Automatic Speech and Speaker Recognition: Advanced Topics
Chin-Hui Lee, Frank K. Soong, Kuldip K. Paliwal
Springer Science & Business Media, Mar 31, 1996 - Computers - 517 pages
Research in the field of automatic speech and speaker recognition has made a number of significant advances in the last two decades, influenced by advances in signal processing, algorithms, architectures, and hardware. These advances include: the adoption of a statistical pattern recognition paradigm; the use of the hidden Markov modeling framework to characterize both the spectral and the temporal variations in the speech signal; the use of a large set of speech utterance examples from a large population of speakers to train the hidden Markov models of some fundamental speech units; the organization of speech and language knowledge sources into a structural finite state network; and the use of dynamic, programming based heuristic search methods to find the best word sequence in the lexical network corresponding to the spoken utterance.
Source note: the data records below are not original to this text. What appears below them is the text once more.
//! Draw detection logic for tic-tac-toe.

use crate::types::Board;
use tracing::instrument;

/// Checks if every cell is occupied.
///
/// A full board with no winner is a draw.
#[instrument(skip(board))]
pub fn is_full(board: &Board) -> bool {
    board.cells().iter().all(|c| !c.is_empty())
}
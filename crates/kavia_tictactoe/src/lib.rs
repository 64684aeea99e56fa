//! Tic-tac-toe game engine.
//!
//! A [`GameState`] is a small `Copy` value. Every transition is a pure
//! function that takes a state and returns the next one, with the outcome
//! recomputed from the board each time.
//!
//! # Example
//!
//! ```
//! use kavia_tictactoe::{apply_move, new_game, Mark, Outcome};
//!
//! let state = [0, 4, 1, 5, 2]
//!     .into_iter()
//!     .fold(new_game(), apply_move);
//! assert_eq!(state.outcome(), Outcome::Win(Mark::X));
//! assert_eq!(state.status_text(), "Winner: X");
//! ```

#![warn(missing_docs)]
#![forbid(unsafe_code)]

mod action;
mod engine;
pub mod invariants;
mod position;
pub mod rules;
mod types;

pub use action::MoveRejected;
pub use engine::{apply_move, new_game, restart, try_move};
pub use position::Position;
pub use rules::{check_winner, is_full, outcome_of, winning_line};
pub use types::{Board, Cell, GameState, Mark, Outcome};
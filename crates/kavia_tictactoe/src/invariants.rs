//! Invariants over game states and transitions.
//!
//! These are the properties every reachable state satisfies. The engine
//! checks them with `debug_assert!` after each accepted move, and the test
//! suites check them directly.

use crate::rules::outcome_of;
use crate::types::{Cell, GameState, Mark};

/// A logical property that must hold for a given state.
pub trait Invariant<S> {
    /// Checks if the invariant holds for the given state.
    fn holds(state: &S) -> bool;

    /// Human-readable description of the invariant.
    fn description() -> &'static str;
}

/// Violation of an invariant.
#[derive(Debug, Clone, PartialEq, Eq, derive_more::Display)]
#[display("{}", description)]
pub struct InvariantViolation {
    /// Description of the violated invariant.
    pub description: String,
}

impl InvariantViolation {
    /// Creates a new invariant violation.
    pub fn new(description: impl Into<String>) -> Self {
        Self {
            description: description.into(),
        }
    }
}

/// A set of invariants checked together.
///
/// Implemented for tuples so sets compose by type alias.
pub trait InvariantSet<S> {
    /// Returns every violated invariant, or `Ok(())` if all hold.
    fn check_all(state: &S) -> Result<(), Vec<InvariantViolation>>;
}

fn collect(violations: Vec<InvariantViolation>) -> Result<(), Vec<InvariantViolation>> {
    if violations.is_empty() {
        Ok(())
    } else {
        Err(violations)
    }
}

impl<S, I1, I2> InvariantSet<S> for (I1, I2)
where
    I1: Invariant<S>,
    I2: Invariant<S>,
{
    fn check_all(state: &S) -> Result<(), Vec<InvariantViolation>> {
        let mut violations = Vec::new();
        if !I1::holds(state) {
            violations.push(InvariantViolation::new(I1::description()));
        }
        if !I2::holds(state) {
            violations.push(InvariantViolation::new(I2::description()));
        }
        collect(violations)
    }
}

impl<S, I1, I2, I3> InvariantSet<S> for (I1, I2, I3)
where
    I1: Invariant<S>,
    I2: Invariant<S>,
    I3: Invariant<S>,
{
    fn check_all(state: &S) -> Result<(), Vec<InvariantViolation>> {
        let mut violations = Vec::new();
        if !I1::holds(state) {
            violations.push(InvariantViolation::new(I1::description()));
        }
        if !I2::holds(state) {
            violations.push(InvariantViolation::new(I2::description()));
        }
        if !I3::holds(state) {
            violations.push(InvariantViolation::new(I3::description()));
        }
        collect(violations)
    }
}

/// A state before and after one accepted move.
#[derive(Debug, Clone, Copy, PartialEq, Eq)]
pub struct Transition {
    /// State the move was applied to.
    pub before: GameState,
    /// State returned by the engine.
    pub after: GameState,
}

/// Invariant: X moves first and the players alternate.
///
/// X has either as many marks as O (X to move) or exactly one more (O to move).
pub struct AlternatingTurnInvariant;

impl Invariant<GameState> for AlternatingTurnInvariant {
    fn holds(state: &GameState) -> bool {
        let x = state.board().count(Mark::X);
        let o = state.board().count(Mark::O);
        match x.checked_sub(o) {
            Some(0) => state.next_player() == Mark::X,
            Some(1) => state.next_player() == Mark::O,
            _ => false,
        }
    }

    fn description() -> &'static str {
        "Players alternate turns (X, O, X, O, ...)"
    }
}

/// Invariant: the stored outcome equals the outcome derived from the board.
pub struct OutcomeConsistentInvariant;

impl Invariant<GameState> for OutcomeConsistentInvariant {
    fn holds(state: &GameState) -> bool {
        state.outcome() == outcome_of(state.board())
    }

    fn description() -> &'static str {
        "Outcome matches the board"
    }
}

/// Invariant: a move fills exactly one empty cell and touches nothing else.
pub struct MonotonicBoardInvariant;

impl Invariant<Transition> for MonotonicBoardInvariant {
    fn holds(t: &Transition) -> bool {
        let before = t.before.board().cells();
        let after = t.after.board().cells();
        let mut filled = 0;
        for (b, a) in before.iter().zip(after.iter()) {
            match (b, a) {
                (Cell::Empty, Cell::Empty) => {}
                (Cell::Empty, Cell::Occupied(_)) => filled += 1,
                (Cell::Occupied(x), Cell::Occupied(y)) if x == y => {}
                _ => return false,
            }
        }
        filled == 1
    }

    fn description() -> &'static str {
        "Board only grows, one cell per move"
    }
}

/// Invariant: the player flips across an accepted move.
pub struct TurnFlipsInvariant;

impl Invariant<Transition> for TurnFlipsInvariant {
    fn holds(t: &Transition) -> bool {
        t.after.next_player() == t.before.next_player().opponent()
    }

    fn description() -> &'static str {
        "Next player flips after every accepted move"
    }
}

/// Invariants every reachable state satisfies.
pub type StateInvariants = (AlternatingTurnInvariant, OutcomeConsistentInvariant);

/// Invariants every accepted move satisfies.
pub type TransitionInvariants = (MonotonicBoardInvariant, TurnFlipsInvariant);

/// Checks the transition and the resulting state together.
pub fn check_transition(t: &Transition) -> Result<(), Vec<InvariantViolation>> {
    let mut violations = Vec::new();
    if let Err(v) = TransitionInvariants::check_all(t) {
        violations.extend(v);
    }
    if let Err(v) = StateInvariants::check_all(&t.after) {
        violations.extend(v);
    }
    collect(violations)
}

#[cfg(test)]
mod tests {
    use super::*;
    use crate::types::{Board, Outcome};
    use crate::{apply_move, new_game};

    #[test]
    fn test_invariants_hold_for_new_game() {
        assert!(StateInvariants::check_all(&new_game()).is_ok());
    }

    #[test]
    fn test_invariants_hold_after_moves() {
        let state = [0, 4, 2].iter().fold(new_game(), |s, &i| apply_move(s, i));
        assert!(StateInvariants::check_all(&state).is_ok());
    }

    #[test]
    fn test_alternation_detects_extra_o() {
        let cells = [
            Cell::Occupied(Mark::O),
            Cell::Occupied(Mark::O),
            Cell::Empty,
            Cell::Empty,
            Cell::Occupied(Mark::X),
            Cell::Empty,
            Cell::Empty,
            Cell::Empty,
            Cell::Empty,
        ];
        let state = GameState::from_parts(Board::from_cells(cells), Mark::X, Outcome::InProgress);
        let violations = StateInvariants::check_all(&state).unwrap_err();
        assert_eq!(violations.len(), 1);
        assert_eq!(
            violations[0].description,
            AlternatingTurnInvariant::description()
        );
    }

    #[test]
    fn test_stale_outcome_detected() {
        let state = GameState::from_parts(Board::new(), Mark::X, Outcome::Draw);
        assert!(!OutcomeConsistentInvariant::holds(&state));
    }

    #[test]
    fn test_transition_detects_overwrite() {
        let before = apply_move(new_game(), 0);
        let mut cells = *before.board().cells();
        cells[0] = Cell::Occupied(Mark::O);
        let after = GameState::from_parts(Board::from_cells(cells), Mark::X, Outcome::InProgress);
        let t = Transition { before, after };
        assert!(!MonotonicBoardInvariant::holds(&t));
        assert!(check_transition(&t).is_err());
    }

    #[test]
    fn test_transition_holds_for_accepted_move() {
        let before = new_game();
        let after = apply_move(before, 4);
        assert!(check_transition(&Transition { before, after }).is_ok());
    }
}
Automatic Speech and Speaker Recognition: Advanced Topics groups together in a single volume a number of important topics on speech and speaker recognition, topics which are of fundamental importance, but not yet covered in detail in existing textbooks. Although no explicit partition is given, the book is divided into five parts: Chapters 1-2 are devoted to technology overviews; Chapters 3-12 discuss acoustic modeling of fundamental speech units and lexical modeling of words and pronunciations; Chapters 13-15 address the issues related to flexibility and robustness; Chapter 16-18 concern the theoretical and practical issues of search; Chapters 19-20 give two examples of algorithm and implementational aspects for recognition system realization.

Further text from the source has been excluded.